People talk about “fuck-you money”, the amount you’d have to make to never work again. You dream of fuck-you social success, where you find a partner and a few close friends, declare your interpersonal life solved, and never leave the house from then on. Still, in the real world you clock into your job at Google every day, and in the real world you attend Bay Area house parties.
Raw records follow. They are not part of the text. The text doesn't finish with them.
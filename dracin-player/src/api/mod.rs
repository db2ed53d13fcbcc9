//! Collaborator contracts
//!
//! The player consumes two narrow backend contracts: catalog lookup (once
//! per watch view) and progress persistence (continuously, best effort).
//! `http` implements them against the Dracin web backend, `memory` in
//! process; `progress_worker` executes the sync engine's requests.

pub mod http;
pub mod memory;
pub mod progress_worker;

pub use http::BackendClient;
pub use memory::InMemoryBackend;
pub use progress_worker::{ProgressWorker, ResumeLookup};

use crate::error::Result;
use crate::playback::progress_sync::PositionReport;
use async_trait::async_trait;
use dracin_common::{EpisodeRef, Series};

/// Episode and series lookup
#[async_trait]
pub trait CatalogApi: Send + Sync {
    /// Episode metadata by ID
    async fn episode(&self, episode_id: &str) -> Result<EpisodeRef>;

    /// Series with all of its episodes
    async fn series(&self, series_id: &str) -> Result<Series>;
}

/// Watch-position persistence
#[async_trait]
pub trait ProgressApi: Send + Sync {
    /// Idempotent upsert of a position
    async fn record_position(&self, report: &PositionReport) -> Result<()>;

    /// Stored position for resume; `None` when nothing (or only a completed
    /// watch) is stored
    async fn last_position(&self, episode_id: &str) -> Result<Option<f64>>;
}
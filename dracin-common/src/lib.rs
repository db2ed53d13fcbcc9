//! # Dracin Common Library
//!
//! Shared code for the Dracin watch player and its collaborators:
//! - Catalog types (episodes, series, progress records, response envelope)
//! - Event types (PlayerEvent enum) and the EventBus
//! - Configuration file resolution
//! - Time formatting helpers

pub mod catalog;
pub mod config;
pub mod error;
pub mod events;
pub mod time;

pub use catalog::{EpisodeRef, Series, SeriesSummary};
pub use error::{Error, Result};
//! Playback clock
//!
//! Bridges the native media element and the state store. The clock is the
//! only component that drives the media element; every timeline command it
//! issues is mirrored into the store within the same call, so subscribers
//! never see the media and the store disagree.
//!
//! Media callbacks arrive as typed [`MediaEvent`]s over a channel the clock
//! registers with the element once at construction and unregisters at
//! teardown.

use crate::error::Result;
use crate::state::{clamp_position, PlayerStore};
use dracin_common::events::{step_playback_rate, PlaybackRateStep};
use dracin_common::EpisodeRef;
use tokio::sync::mpsc;
use tracing::{debug, warn};

/// Typed media element callbacks
#[derive(Debug, Clone, PartialEq)]
pub enum MediaEvent {
    /// Playback position moved (seconds)
    TimeUpdate(f64),
    /// Media reported its duration (seconds; may be NaN before metadata)
    DurationChange(f64),
    /// Playback stalled waiting for data
    Waiting,
    /// Playback started or resumed after a stall
    Playing,
    /// Playback paused by the runtime (not by the clock)
    Paused,
    /// Playback reached the natural end of the media
    Ended,
    /// Media failed to load or decode
    Error(String),
    /// A play request was rejected after being accepted (autoplay policy)
    PlayRejected(String),
    EnterPictureInPicture,
    LeavePictureInPicture,
    /// Fullscreen entered (`true`) or exited (`false`)
    FullscreenChange(bool),
}

/// Native media element boundary
///
/// Requests that the runtime may refuse return `Err(Error::Media)`. State
/// changes the runtime confirms asynchronously (fullscreen, picture-in-picture)
/// are reported through the subscribed event channel, never by return value.
pub trait MediaElement: Send {
    /// Register the event sink; replaces any previous sink
    fn subscribe(&mut self, sink: mpsc::UnboundedSender<MediaEvent>);

    /// Drop the event sink
    fn unsubscribe(&mut self);

    /// Point the element at a new stream and rewind to 0
    fn load(&mut self, episode: &EpisodeRef);

    fn play(&mut self) -> Result<()>;

    fn pause(&mut self);

    /// Element's own playback position (seconds)
    fn current_time(&self) -> f64;

    fn set_current_time(&mut self, seconds: f64);

    /// Effective volume in [0, 1] (0 while muted)
    fn set_volume(&mut self, volume: f64);

    fn set_playback_rate(&mut self, rate: f64);

    fn request_fullscreen(&mut self) -> Result<()>;

    fn exit_fullscreen(&mut self) -> Result<()>;

    fn picture_in_picture_supported(&self) -> bool;

    fn request_picture_in_picture(&mut self) -> Result<()>;

    fn exit_picture_in_picture(&mut self) -> Result<()>;
}

/// Playback clock: owns the media element and its event subscription
pub struct PlaybackClock {
    media: Box<dyn MediaElement>,
    events: Option<mpsc::UnboundedReceiver<MediaEvent>>,
    attached: bool,
}

impl PlaybackClock {
    /// Take ownership of the element and subscribe to its events
    pub fn new(mut media: Box<dyn MediaElement>) -> Self {
        let (tx, rx) = mpsc::unbounded_channel();
        media.subscribe(tx);
        Self {
            media,
            events: Some(rx),
            attached: true,
        }
    }

    /// Receiver for the element's events (available once)
    pub fn take_events(&mut self) -> Option<mpsc::UnboundedReceiver<MediaEvent>> {
        self.events.take()
    }

    pub fn is_attached(&self) -> bool {
        self.attached
    }

    /// End the event subscription and stop the element
    pub fn detach(&mut self) {
        if self.attached {
            self.media.pause();
            self.media.unsubscribe();
            self.attached = false;
            debug!("Media element detached");
        }
    }

    /// Element's own playback position
    pub fn current_time(&self) -> f64 {
        self.media.current_time()
    }

    /// Load an episode and apply the store's volume and rate to the element
    pub fn load(&mut self, episode: &EpisodeRef, store: &PlayerStore) {
        self.media.load(episode);
        let state = store.state();
        self.media.set_volume(state.effective_volume());
        self.media.set_playback_rate(state.playback_rate);
    }

    /// Start playback; a rejection leaves the store paused
    pub fn play(&mut self, store: &mut PlayerStore) {
        match self.media.play() {
            Ok(()) => store.set_playing(true),
            Err(e) => {
                debug!("Play request rejected: {}", e);
                store.set_playing(false);
            }
        }
    }

    pub fn pause(&mut self, store: &mut PlayerStore) {
        self.media.pause();
        store.set_playing(false);
    }

    pub fn toggle_play(&mut self, store: &mut PlayerStore) {
        if store.is_playing() {
            self.pause(store);
        } else {
            self.play(store);
        }
    }

    /// Seek to an absolute position, clamped to `[0, duration]`
    ///
    /// Before the media reports a duration, the catalog duration bounds the
    /// seek; with neither known only negative targets are clamped.
    pub fn seek_to(&mut self, seconds: f64, store: &mut PlayerStore) -> f64 {
        let duration = store.state().effective_duration();
        let target = clamp_position(seconds, duration);
        self.media.set_current_time(target);
        store.set_current_time(target);
        target
    }

    /// Seek relative to the element's current position
    pub fn seek_by(&mut self, delta: f64, store: &mut PlayerStore) -> f64 {
        let delta = if delta.is_finite() { delta } else { 0.0 };
        let base = self.media.current_time();
        self.seek_to(base + delta, store)
    }

    /// Set volume (clamped); raising volume above 0 also unmutes
    pub fn set_volume(&mut self, volume: f64, store: &mut PlayerStore) {
        store.set_volume(volume);
        let (volume, muted) = {
            let s = store.state();
            (s.volume, s.is_muted)
        };
        if muted && volume > 0.0 {
            store.set_muted(false);
        }
        self.apply_volume(store);
    }

    /// Step volume; stepping down never unmutes
    pub fn adjust_volume(&mut self, delta: f64, store: &mut PlayerStore) {
        let volume = store.state().volume + delta;
        if delta > 0.0 {
            self.set_volume(volume, store);
        } else {
            store.set_volume(volume);
            self.apply_volume(store);
        }
    }

    pub fn toggle_mute(&mut self, store: &mut PlayerStore) {
        let muted = store.state().is_muted;
        store.set_muted(!muted);
        self.apply_volume(store);
    }

    fn apply_volume(&mut self, store: &PlayerStore) {
        let effective = store.state().effective_volume();
        self.media.set_volume(effective);
    }

    pub fn set_playback_rate(&mut self, rate: f64, store: &mut PlayerStore) {
        store.set_playback_rate(rate);
        let rate = store.state().playback_rate;
        self.media.set_playback_rate(rate);
    }

    pub fn step_playback_rate(&mut self, step: PlaybackRateStep, store: &mut PlayerStore) {
        let current = store.state().playback_rate;
        self.set_playback_rate(step_playback_rate(current, step), store);
    }

    /// Request or exit fullscreen
    ///
    /// The store flag only changes when the element confirms with
    /// [`MediaEvent::FullscreenChange`].
    pub fn toggle_fullscreen(&mut self, store: &PlayerStore) {
        let result = if store.state().is_fullscreen {
            self.media.exit_fullscreen()
        } else {
            self.media.request_fullscreen()
        };
        if let Err(e) = result {
            warn!("Fullscreen request failed: {}", e);
        }
    }

    /// Enter or leave picture-in-picture; does nothing when unsupported
    pub fn toggle_picture_in_picture(&mut self, store: &PlayerStore) {
        if !self.media.picture_in_picture_supported() {
            debug!("Picture-in-picture not supported, ignoring");
            return;
        }
        let result = if store.state().is_picture_in_picture {
            self.media.exit_picture_in_picture()
        } else {
            self.media.request_picture_in_picture()
        };
        if let Err(e) = result {
            warn!("Picture-in-picture request failed: {}", e);
        }
    }
}

impl std::fmt::Debug for PlaybackClock {
    fn fmt(&self, f: &mut std::fmt::Formatter<'_>) -> std::fmt::Result {
        f.debug_struct("PlaybackClock")
            .field("attached", &self.attached)
            .field("current_time", &self.media.current_time())
            .finish()
    }
}
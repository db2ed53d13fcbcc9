//! Tracing setup for the player binary
//!
//! The subscriber is installed before the config file is read, so loading
//! is itself logged. Once the file is loaded its `[logging] level` replaces
//! the bootstrap filter, unless `RUST_LOG` is set.

use crate::config::LoggingConfig;
use crate::error::{Error, Result};
use tracing_subscriber::{
    layer::SubscriberExt, reload, util::SubscriberInitExt, EnvFilter, Registry,
};

/// Handle for swapping the active filter
pub type FilterHandle = reload::Handle<EnvFilter, Registry>;

/// Filter in force until the config file is read
pub fn bootstrap_filter() -> EnvFilter {
    EnvFilter::try_from_default_env()
        .unwrap_or_else(|_| EnvFilter::new(LoggingConfig::default().filter_directive()))
}

/// Install the global subscriber
pub fn init() -> FilterHandle {
    let (filter, handle) = reload::Layer::new(bootstrap_filter());
    tracing_subscriber::registry()
        .with(filter)
        .with(tracing_subscriber::fmt::layer())
        .init();
    handle
}

/// Switch to the configured level; `RUST_LOG` keeps precedence
pub fn apply_config(handle: &FilterHandle, config: &LoggingConfig) -> Result<()> {
    if std::env::var_os(EnvFilter::DEFAULT_ENV).is_some() {
        return Ok(());
    }
    handle
        .reload(EnvFilter::new(config.filter_directive()))
        .map_err(|e| Error::Config(format!("Failed to apply log level: {}", e)))
}
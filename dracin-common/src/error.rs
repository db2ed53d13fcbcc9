//! Common error types for Dracin

use thiserror::Error;

/// Common result type for Dracin operations
pub type Result<T> = std::result::Result<T, Error>;

/// Errors raised by the shared configuration helpers
#[derive(Error, Debug)]
pub enum Error {
    /// Configuration file could not be read or parsed
    #[error("Configuration error: {0}")]
    Config(String),
}
//! Progress worker
//!
//! Executes the sync engine's requests against the progress backend. Each
//! request runs as its own task, so a slow call never delays the next tick's
//! call and never blocks the player; calls are idempotent upserts, so
//! overlapping ones are harmless. Failures are logged and dropped: the next
//! periodic tick is the retry.
//!
//! When the request channel closes (session torn down) the worker finishes
//! every call still in flight before exiting, so the final flush is not lost.

use crate::api::ProgressApi;
use crate::playback::progress_sync::ProgressRequest;
use dracin_common::events::{EventBus, PlayerEvent};
use dracin_common::time::now;
use std::sync::Arc;
use tokio::sync::mpsc;
use tokio::task::{JoinHandle, JoinSet};
use tracing::{debug, info, warn};

/// Result of a resume lookup, handed back to the session
#[derive(Debug, Clone, PartialEq)]
pub struct ResumeLookup {
    pub episode_id: String,
    /// Episode load that requested the lookup
    pub generation: u64,
    pub position: Option<f64>,
}

/// Background executor for progress requests
pub struct ProgressWorker {
    api: Arc<dyn ProgressApi>,
    events: EventBus,
    resume_tx: mpsc::UnboundedSender<ResumeLookup>,
}

impl ProgressWorker {
    pub fn new(
        api: Arc<dyn ProgressApi>,
        events: EventBus,
        resume_tx: mpsc::UnboundedSender<ResumeLookup>,
    ) -> Self {
        Self {
            api,
            events,
            resume_tx,
        }
    }

    /// Run until `requests` closes and every in-flight call has finished
    pub fn spawn(self, requests: mpsc::UnboundedReceiver<ProgressRequest>) -> JoinHandle<()> {
        tokio::spawn(self.run(requests))
    }

    async fn run(self, mut requests: mpsc::UnboundedReceiver<ProgressRequest>) {
        debug!("Progress worker started");
        let mut in_flight = JoinSet::new();

        loop {
            tokio::select! {
                request = requests.recv() => match request {
                    Some(request) => {
                        in_flight.spawn(handle_request(
                            Arc::clone(&self.api),
                            self.events.clone(),
                            self.resume_tx.clone(),
                            request,
                        ));
                    }
                    None => break,
                },
                Some(joined) = in_flight.join_next(), if !in_flight.is_empty() => {
                    if let Err(e) = joined {
                        warn!("Progress task aborted: {}", e);
                    }
                }
            }
        }

        let pending = in_flight.len();
        if pending > 0 {
            debug!(pending, "Waiting for in-flight progress calls");
        }
        while let Some(joined) = in_flight.join_next().await {
            if let Err(e) = joined {
                warn!("Progress task aborted: {}", e);
            }
        }
        info!("Progress worker stopped");
    }
}

async fn handle_request(
    api: Arc<dyn ProgressApi>,
    events: EventBus,
    resume_tx: mpsc::UnboundedSender<ResumeLookup>,
    request: ProgressRequest,
) {
    match request {
        ProgressRequest::Record(report) => match api.record_position(&report).await {
            Ok(()) => {
                debug!(
                    episode_id = %report.episode_id,
                    position = report.position,
                    trigger = %report.trigger,
                    "Progress saved"
                );
                events.emit_lossy(PlayerEvent::ProgressSynced {
                    episode_id: report.episode_id,
                    position: report.position,
                    trigger: report.trigger,
                    timestamp: now(),
                });
            }
            Err(e) => {
                warn!(
                    episode_id = %report.episode_id,
                    position = report.position,
                    "Failed to sync progress: {}", e
                );
                events.emit_lossy(PlayerEvent::ProgressSyncFailed {
                    episode_id: report.episode_id,
                    position: report.position,
                    message: e.to_string(),
                    timestamp: now(),
                });
            }
        },
        ProgressRequest::Fetch {
            episode_id,
            generation,
        } => match api.last_position(&episode_id).await {
            Ok(position) => {
                debug!(episode_id = %episode_id, ?position, "Resume lookup complete");
                let _ = resume_tx.send(ResumeLookup {
                    episode_id,
                    generation,
                    position,
                });
            }
            Err(e) => {
                warn!(episode_id = %episode_id, "Failed to load last position: {}", e);
            }
        },
    }
}
use anyhow::{Context, Result};

/// Application configuration loaded from environment variables.
///
/// The scoring credential is required: screening cannot run without it, so
/// `from_env` fails immediately when it is missing. Mail credentials are
/// optional — without the full pair the notifier is disabled, not the session.
#[derive(Debug, Clone)]
pub struct Config {
    pub gemini_api_key: String,
    pub mail: Option<MailCredentials>,
    pub rust_log: String,
}

/// SMTP sender account. Both halves come from the environment together;
/// a lone `EMAIL_USER` or `EMAIL_PASS` counts as no credentials at all.
#[derive(Debug, Clone)]
pub struct MailCredentials {
    pub user: String,
    pub pass: String,
}

impl Config {
    pub fn from_env() -> Result<Self> {
        dotenvy::dotenv().ok(); // load .env if present; ignore if missing

        let mail = match (std::env::var("EMAIL_USER"), std::env::var("EMAIL_PASS")) {
            (Ok(user), Ok(pass)) if !user.is_empty() && !pass.is_empty() => {
                Some(MailCredentials { user, pass })
            }
            _ => None,
        };

        Ok(Config {
            gemini_api_key: require_env("GEMINI_API_KEY")?,
            mail,
            rust_log: std::env::var("RUST_LOG").unwrap_or_else(|_| "info".to_string()),
        })
    }
}

fn require_env(key: &str) -> Result<String> {
    std::env::var(key).with_context(|| format!("Required environment variable '{key}' is not set"))
}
You just hope this one won’t focus on the same few topics as all the others . . .

“There’s no alpha left in bringing Buddhism to the West”, says a guy in an FTX Risk Management Department t-shirt. “People have been bringing Buddhism to the West for a hundred years now. It’s done. Stop trying to bring more Buddhism to the West.”

“That’s so cheems mindset,” says the woman he’s talking to. Her nametag says ‘Astra’, although you don’t know if that’s her real name, her Internet handle, or her startup. “There’s no alpha left in bringing Buddhism to California. When was the last time you heard of someone preaching the dharma in a red state? Never, I bet.”

“I don’t think red state conservatives would really go for Buddhism,” says Risk Management Guy.

“Cheems mindset again!” says Astra. “Think about it for five seconds! Buddhism is about self-liberation. Conservatives love the self, and they love liberating things! The only problem is a hundred years of western progressives interpreting it in western progressive terms. Have you even read David Chapman? You just have to rephrase it in the right language.”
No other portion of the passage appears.